On March 1, almost four years after the state of emergency for COVID-19 was declared, and mere weeks after the second largest surge of the pandemic, the CDC dropped all remaining COVID-19 prevention guidelines for the general public. The move has been criticized by disability rights activists as well as researchers and medical professionals for leaving immunocompromised and disabled people behind and ignoring the risks of long Covid. Rather than having any type of collective or systematic response, the CDC has decided to place the burden of COVID-19 prevention almost entirely on individuals.
Under the new guidelines, COVID-19 recommendations are now combined with those for other respiratory illnesses such as the flu. While reporting on the changes has mainly focused on the fact that the recommended isolation period is now only 24 hours if one is fever-free and symptoms are improving, the updated guidelines now also list key COVID-19 prevention strategies such as masking and testing as additional rather than core strategies.

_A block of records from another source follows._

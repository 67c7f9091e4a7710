//! Sequester services: administrative escrow endpoints.
//!
//! Service certificates are signed by the sequester authority key
//! installed at bootstrap, not by a device. All operations are rejected
//! with `SequesterDisabled` on organizations bootstrapped without an
//! authority.

use std::sync::Arc;

use parsec_types::{
    DateTime, OrganizationID, SequesterRevokedServiceCertificate, SequesterServiceCertificate,
    SequesterServiceID,
};

use crate::ballpark::{check_ballpark, TimestampOutOfBallpark};
use crate::config::ServerConfig;
use crate::datamodel::{
    Datamodel, MemorySequesterRevocation, MemorySequesterService, SequesterServiceConfig,
    StoredCertificate,
};
use crate::events::{Event, EventBus};

#[derive(Debug, thiserror::Error)]
pub enum SequesterCreateServiceError {
    #[error("organization not found")]
    OrganizationNotFound,
    #[error("organization is not sequestered")]
    SequesterDisabled,
    #[error("service already exists")]
    ServiceAlreadyExists,
    #[error("invalid certificate")]
    InvalidCertificate,
    #[error(transparent)]
    TimestampOutOfBallpark(#[from] TimestampOutOfBallpark),
    #[error("timestamp must be greater than {strictly_greater_than}")]
    RequireGreaterTimestamp { strictly_greater_than: DateTime },
}

#[derive(Debug, thiserror::Error)]
pub enum SequesterRevokeServiceError {
    #[error("organization not found")]
    OrganizationNotFound,
    #[error("organization is not sequestered")]
    SequesterDisabled,
    #[error("service not found")]
    ServiceNotFound,
    #[error("service already revoked")]
    ServiceAlreadyRevoked,
    #[error("invalid certificate")]
    InvalidCertificate,
    #[error(transparent)]
    TimestampOutOfBallpark(#[from] TimestampOutOfBallpark),
    #[error("timestamp must be greater than {strictly_greater_than}")]
    RequireGreaterTimestamp { strictly_greater_than: DateTime },
}

#[derive(Debug, thiserror::Error)]
pub enum SequesterGetServiceError {
    #[error("organization not found")]
    OrganizationNotFound,
    #[error("organization is not sequestered")]
    SequesterDisabled,
    #[error("service not found")]
    ServiceNotFound,
}

/// Administrative view of a sequester service.
#[derive(Debug, Clone)]
pub struct SequesterServiceInfo {
    pub service_id: SequesterServiceID,
    pub service_label: String,
    pub created_on: DateTime,
    pub revoked_on: Option<DateTime>,
    pub config: SequesterServiceConfig,
}

pub struct SequesterComponent {
    datamodel: Arc<Datamodel>,
    event_bus: EventBus,
    config: Arc<ServerConfig>,
}

impl SequesterComponent {
    pub fn new(datamodel: Arc<Datamodel>, event_bus: EventBus, config: Arc<ServerConfig>) -> Self {
        Self {
            datamodel,
            event_bus,
            config,
        }
    }

    pub async fn create_service(
        &self,
        organization_id: &OrganizationID,
        now: DateTime,
        service_certificate: &[u8],
        service_config: SequesterServiceConfig,
    ) -> Result<(), SequesterCreateServiceError> {
        let org = self
            .datamodel
            .organization(organization_id)
            .await
            .ok_or(SequesterCreateServiceError::OrganizationNotFound)?;
        let mut store = org.lock().await;

        let authority = store
            .sequester_authority
            .as_ref()
            .ok_or(SequesterCreateServiceError::SequesterDisabled)?;
        let service = SequesterServiceCertificate::verify_and_load(
            service_certificate,
            &authority.verify_key,
        )
        .map_err(|_| SequesterCreateServiceError::InvalidCertificate)?;
        check_ballpark(service.timestamp, now, &self.config.ballpark)?;

        if store.sequester_services.contains_key(&service.service_id) {
            return Err(SequesterCreateServiceError::ServiceAlreadyExists);
        }
        if let Some(strictly_greater_than) = store.last_sequester_timestamp {
            if service.timestamp <= strictly_greater_than {
                return Err(SequesterCreateServiceError::RequireGreaterTimestamp {
                    strictly_greater_than,
                });
            }
        }

        let timestamp = service.timestamp;
        let service_id = service.service_id;
        store
            .sequester_certificates
            .push(StoredCertificate::new(timestamp, service_certificate.to_vec()));
        store.sequester_services.insert(
            service_id,
            MemorySequesterService {
                cooked: service,
                service_certificate: service_certificate.to_vec(),
                config: service_config,
                revoked: None,
            },
        );
        store.last_sequester_timestamp = Some(timestamp);

        tracing::info!(organization = %organization_id, service = %service_id, "sequester service created");
        self.event_bus
            .emit(organization_id, Event::SequesterCertificate { timestamp });
        Ok(())
    }

    /// Switch a service between storage and webhook delivery.
    pub async fn update_config_for_service(
        &self,
        organization_id: &OrganizationID,
        service_id: SequesterServiceID,
        service_config: SequesterServiceConfig,
    ) -> Result<(), SequesterGetServiceError> {
        let org = self
            .datamodel
            .organization(organization_id)
            .await
            .ok_or(SequesterGetServiceError::OrganizationNotFound)?;
        let mut store = org.lock().await;

        if !store.is_sequestered() {
            return Err(SequesterGetServiceError::SequesterDisabled);
        }
        let service = store
            .sequester_services
            .get_mut(&service_id)
            .ok_or(SequesterGetServiceError::ServiceNotFound)?;
        service.config = service_config;
        Ok(())
    }

    pub async fn revoke_service(
        &self,
        organization_id: &OrganizationID,
        now: DateTime,
        revoked_service_certificate: &[u8],
    ) -> Result<(), SequesterRevokeServiceError> {
        let org = self
            .datamodel
            .organization(organization_id)
            .await
            .ok_or(SequesterRevokeServiceError::OrganizationNotFound)?;
        let mut store = org.lock().await;

        let authority = store
            .sequester_authority
            .as_ref()
            .ok_or(SequesterRevokeServiceError::SequesterDisabled)?;
        let revocation = SequesterRevokedServiceCertificate::verify_and_load(
            revoked_service_certificate,
            &authority.verify_key,
        )
        .map_err(|_| SequesterRevokeServiceError::InvalidCertificate)?;
        check_ballpark(revocation.timestamp, now, &self.config.ballpark)?;

        let service = store
            .sequester_services
            .get(&revocation.service_id)
            .ok_or(SequesterRevokeServiceError::ServiceNotFound)?;
        if service.is_revoked() {
            return Err(SequesterRevokeServiceError::ServiceAlreadyRevoked);
        }
        if let Some(strictly_greater_than) = store.last_sequester_timestamp {
            if revocation.timestamp <= strictly_greater_than {
                return Err(SequesterRevokeServiceError::RequireGreaterTimestamp {
                    strictly_greater_than,
                });
            }
        }

        let timestamp = revocation.timestamp;
        let service_id = revocation.service_id;
        store.sequester_certificates.push(StoredCertificate::new(
            timestamp,
            revoked_service_certificate.to_vec(),
        ));
        if let Some(service) = store.sequester_services.get_mut(&service_id) {
            service.revoked = Some(MemorySequesterRevocation {
                cooked: revocation,
                revoked_service_certificate: revoked_service_certificate.to_vec(),
            });
        }
        store.last_sequester_timestamp = Some(timestamp);

        tracing::info!(organization = %organization_id, service = %service_id, "sequester service revoked");
        self.event_bus
            .emit(organization_id, Event::SequesterCertificate { timestamp });
        Ok(())
    }

    pub async fn get_service(
        &self,
        organization_id: &OrganizationID,
        service_id: SequesterServiceID,
    ) -> Result<SequesterServiceInfo, SequesterGetServiceError> {
        let org = self
            .datamodel
            .organization(organization_id)
            .await
            .ok_or(SequesterGetServiceError::OrganizationNotFound)?;
        let store = org.lock().await;

        if !store.is_sequestered() {
            return Err(SequesterGetServiceError::SequesterDisabled);
        }
        store
            .sequester_services
            .get(&service_id)
            .map(describe)
            .ok_or(SequesterGetServiceError::ServiceNotFound)
    }

    pub async fn get_organization_services(
        &self,
        organization_id: &OrganizationID,
    ) -> Result<Vec<SequesterServiceInfo>, SequesterGetServiceError> {
        let org = self
            .datamodel
            .organization(organization_id)
            .await
            .ok_or(SequesterGetServiceError::OrganizationNotFound)?;
        let store = org.lock().await;

        if !store.is_sequestered() {
            return Err(SequesterGetServiceError::SequesterDisabled);
        }
        let mut services: Vec<SequesterServiceInfo> =
            store.sequester_services.values().map(describe).collect();
        services.sort_by_key(|service| service.created_on);
        Ok(services)
    }
}

fn describe(service: &MemorySequesterService) -> SequesterServiceInfo {
    SequesterServiceInfo {
        service_id: service.cooked.service_id,
        service_label: service.cooked.service_label.clone(),
        created_on: service.cooked.timestamp,
        revoked_on: service
            .revoked
            .as_ref()
            .map(|revocation| revocation.cooked.timestamp),
        config: service.config.clone(),
    }
}
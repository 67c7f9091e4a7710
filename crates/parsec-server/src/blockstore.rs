//! Block payload storage.
//!
//! Block metadata lives in the datamodel; the payload bytes go through
//! this trait so that an object store can back them without touching the
//! components.

use std::collections::HashMap;

use async_trait::async_trait;
use tokio::sync::RwLock;

use parsec_types::{BlockID, OrganizationID};

#[derive(Debug, thiserror::Error, PartialEq, Eq)]
pub enum BlockStoreError {
    #[error("block not found")]
    NotFound,
    #[error("block store unavailable")]
    Unavailable,
}

#[async_trait]
pub trait BlockStore: Send + Sync {
    async fn create(
        &self,
        organization_id: &OrganizationID,
        block_id: BlockID,
        data: Vec<u8>,
    ) -> Result<(), BlockStoreError>;

    async fn read(
        &self,
        organization_id: &OrganizationID,
        block_id: BlockID,
    ) -> Result<Vec<u8>, BlockStoreError>;
}

/// In-memory payload store.
#[derive(Default)]
pub struct MemoryBlockStore {
    blocks: RwLock<HashMap<(OrganizationID, BlockID), Vec<u8>>>,
}

impl MemoryBlockStore {
    pub fn new() -> Self {
        Self::default()
    }
}

#[async_trait]
impl BlockStore for MemoryBlockStore {
    async fn create(
        &self,
        organization_id: &OrganizationID,
        block_id: BlockID,
        data: Vec<u8>,
    ) -> Result<(), BlockStoreError> {
        let mut blocks = self.blocks.write().await;
        // Overwriting with identical content is a harmless retry
        blocks.insert((organization_id.clone(), block_id), data);
        Ok(())
    }

    async fn read(
        &self,
        organization_id: &OrganizationID,
        block_id: BlockID,
    ) -> Result<Vec<u8>, BlockStoreError> {
        self.blocks
            .read()
            .await
            .get(&(organization_id.clone(), block_id))
            .cloned()
            .ok_or(BlockStoreError::NotFound)
    }
}

#[cfg(test)]
mod tests {
    use super::*;

    #[tokio::test]
    async fn test_memory_store_roundtrip() {
        let store = MemoryBlockStore::new();
        let org: OrganizationID = "CoolOrg".parse().unwrap();
        let block_id = BlockID::generate();

        assert_eq!(
            store.read(&org, block_id).await,
            Err(BlockStoreError::NotFound)
        );
        store.create(&org, block_id, b"payload".to_vec()).await.unwrap();
        assert_eq!(store.read(&org, block_id).await.unwrap(), b"payload");
    }
}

Treating COVID-19 like the flu both ignores the ways in which COVID-19 is more contagious, more severe and has more longer term consequences and the fact that flu deaths could also be reduced by more robust public health strategies. As Maria Town, president of the American Association of People with Disabilities argues, “What does the strategy of ‘treating COVID like the flu’ say about how many deaths the CDC will tolerate? What does it say about whose lives the CDC deems worthy, and whose lives are they already counting on losing? In streamlining the guidance, the goal should be to take all viruses more seriously, not take COVID less seriously.”
To be clear, the CDC is not arguing that people are no longer infectious after 24 hours. People can still be contagious without a fever, when their symptoms are improving or when completely asymptomatic. Rather, the CDC is arguing that it is simpler for people to understand a policy where they are allowed (or forced to) return to work or school while infectious. While death rates per week are lower than in the early days of the pandemic, more than 1,000 people are still dying from COVID-19 every week. That means twice the student population of Wellesley is dying every single month. Thousands more will develop long Covid and become temporarily or temporarily disabled. Already, almost 18 million Americans have long Covid, a number that has increased rapidly in recent months.
This change has impacted more than guidelines. The government has also removed some of the scant resources it still had in place. Within a week of the new guidance, the free rapid test program was once again suspended. Key CDC webpages, such as “Find Free High Quality Masks” are now archived and no longer being updated.
How much choice do people have to protect themselves against illness when masks are expensive, tests aren’t covered by insurance anymore and they don’t have paid sick leave? Can people choose to stay home if they still feel sick after 24 hours if their boss is threatening to fire them? Will students be willing to miss class if a professor only offers an excused absence for the first day they miss?
Right now, the solution the CDC is proposing is to let the majority of people return to normal life, while those most vulnerable to a COVID-19 infection are almost completely excluded from society. I want you to think back to March 2020 when many of us were either forced to remain completely at home, or if we were considered essential workers, to put ourselves at risk of exposure to a scary new virus every time we went to work. Now imagine that you still need to isolate yourself now, four years later, but remote and hybrid options are gone, and you have to watch your friends go on with their lives without you.
To be clear, this article isn’t my attempt to guilt-trip or scare you into masking more or isolating longer (although if you have the financial ability to do so, it certainly doesn’t hurt). Such an individualistic lens on public health ignores the ways in which systemic solutions are needed.
The US government could have used the pandemic as a catalyst to expand paid sick leave, strengthen worker protections, improve the US healthcare system and offer tangible support such as free masks and tests and financial support to people out of work or isolated at home. Instead the US has continued to spend its money on policing, the military and funding genocides abroad.
Not only would these systemic solutions have helped reduce COVID-19 deaths, they also would have helped reduce deaths from other contagious diseases, including ones that are more normalized such as the flu.
I know it’s 2024 and everyone is tired of hearing about COVID-19. I’m not tired of hearing about it. I’m tired of constantly having to argue that disabled people’s lives matter, and that society should care when they die or are unable to leave their houses because society is completely hostile to them. I am running out of ways of asking people to care.